Monday, March 25, 2024

David Strom is at it again

 David Strom is very good at quoting statistics and drawing bad conclusions.

I have already covered his "conclusion" on temperatures in Arizona.

But this is a good opportunity to look at what facts really are.  Webster's definition is: "something that has actual existence : a matter of objective reality."  Now you can play with semantics and say is reality only in our heads or we are living in a matrix.  But reality is a shared experience and usually something that can be scientifically or historically proven.  How gravity acts on us on Earth is a fact - until someone jumps off a house and floats to the sky.  We treat George Washington as our first President as a fact since we have a continuous paper trail historically and have not found any document that proves the story was made up.

Then why do people dispute or try to make up facts?  True, not everyone can experience space flight and I would not believe my neighbor if he said he had been to the moon.  There is no pattern around him; training, education, talent, third party documentation etc., for me to believe him.  On the other hand - if he said he had spoken at a school board meeting, then there would have been other people there and minutes if not video of the meeting, and logically it is withing the realm of possibility.  

However, conspiracy theories are not based on facts.  They may use facts to weave a conclusion that is not logical.  There was a space mission.  My neighbor was away from home during the mission.  Therefore it is possible he was on the mission.  Sorry - no dice. The conclusion is wrong.

In Science or History, facts are independent agents.  Abe Lincoln was President, He was the Commander of the Army of the North, and he issued the Emancipation Proclamation.  Those are the accepted facts.  You could not draw from those facts whether in his heart he was pro or anti-slavery.  That would take more research and investigation.  Superficial facts, as true as they might be, may not support a conclusion.

David cites a study by Harvard University that proports that says that fact checkers tend to be center or left of center.  He then draws a conclusion that because of this that all these fact checkers are biased.  He gives no proof of this.  In fact, I can come to a different conclusion.  The statistics and reality of virtually no right wing fact checkers, leads me to the hypothesis that facts don't mean much to people on the right.  Those pesky facts, like Trump has contributed more to the National Debt than he claims, and the policies he put in place (the tax cuts) may be still contributing to the deficient, in spite of Joe Biden being President.   Now this will not be a conclusion until after many years of study and evaluation.

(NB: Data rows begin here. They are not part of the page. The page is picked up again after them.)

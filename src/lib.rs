//! Template context trees built from JSON or YAML.
//!
//! `Data` is the owned tree the renderer walks, `DataStack` the bounded chain
//! of scopes it keeps while resolving names. `Data::from_json` and
//! `Data::from_yaml` build trees; each backend sits behind a cargo feature and
//! reports `Error::FeatureDisabled` when compiled out.
pub mod backend;
pub mod data;
pub mod error;
#[cfg(feature = "json")]
pub mod json;
pub mod stack;
#[cfg(feature = "yaml")]
pub mod yaml;

pub use backend::Backend;
pub use data::{Data, Tag};
pub use error::{Error, Result};
pub use stack::{DataStack, MAXSIZE};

Or maybe it is that people left of center value truth over convenience.  Maybe the phrase "The first casualty of War is Truth" is true, no matter who said it, since it seems to be a constant through many generations.  Maybe, like basketball players who are tall tend to score more that players who are short (on average);  maybe things that are false, offended people who are more liberal.  So you take the study (and of course it itself may be be 100% correct.) and now have to dig deeper to look for more facts to support your conclusion.  To be a fact you must not have information that contradicts the fact.  

*BTW  the chart shown in the X tweet does not seem to exist in the study itself.  So now we have to look where that information comes from.

So the statistic - if true - that most fact checkers are center to left, does not prove that their fact checking is wrong.  It might prove just the opposite.  But that does not occur to David Strom.

So take the time to read the actual study- it is much deeper that the casual glance.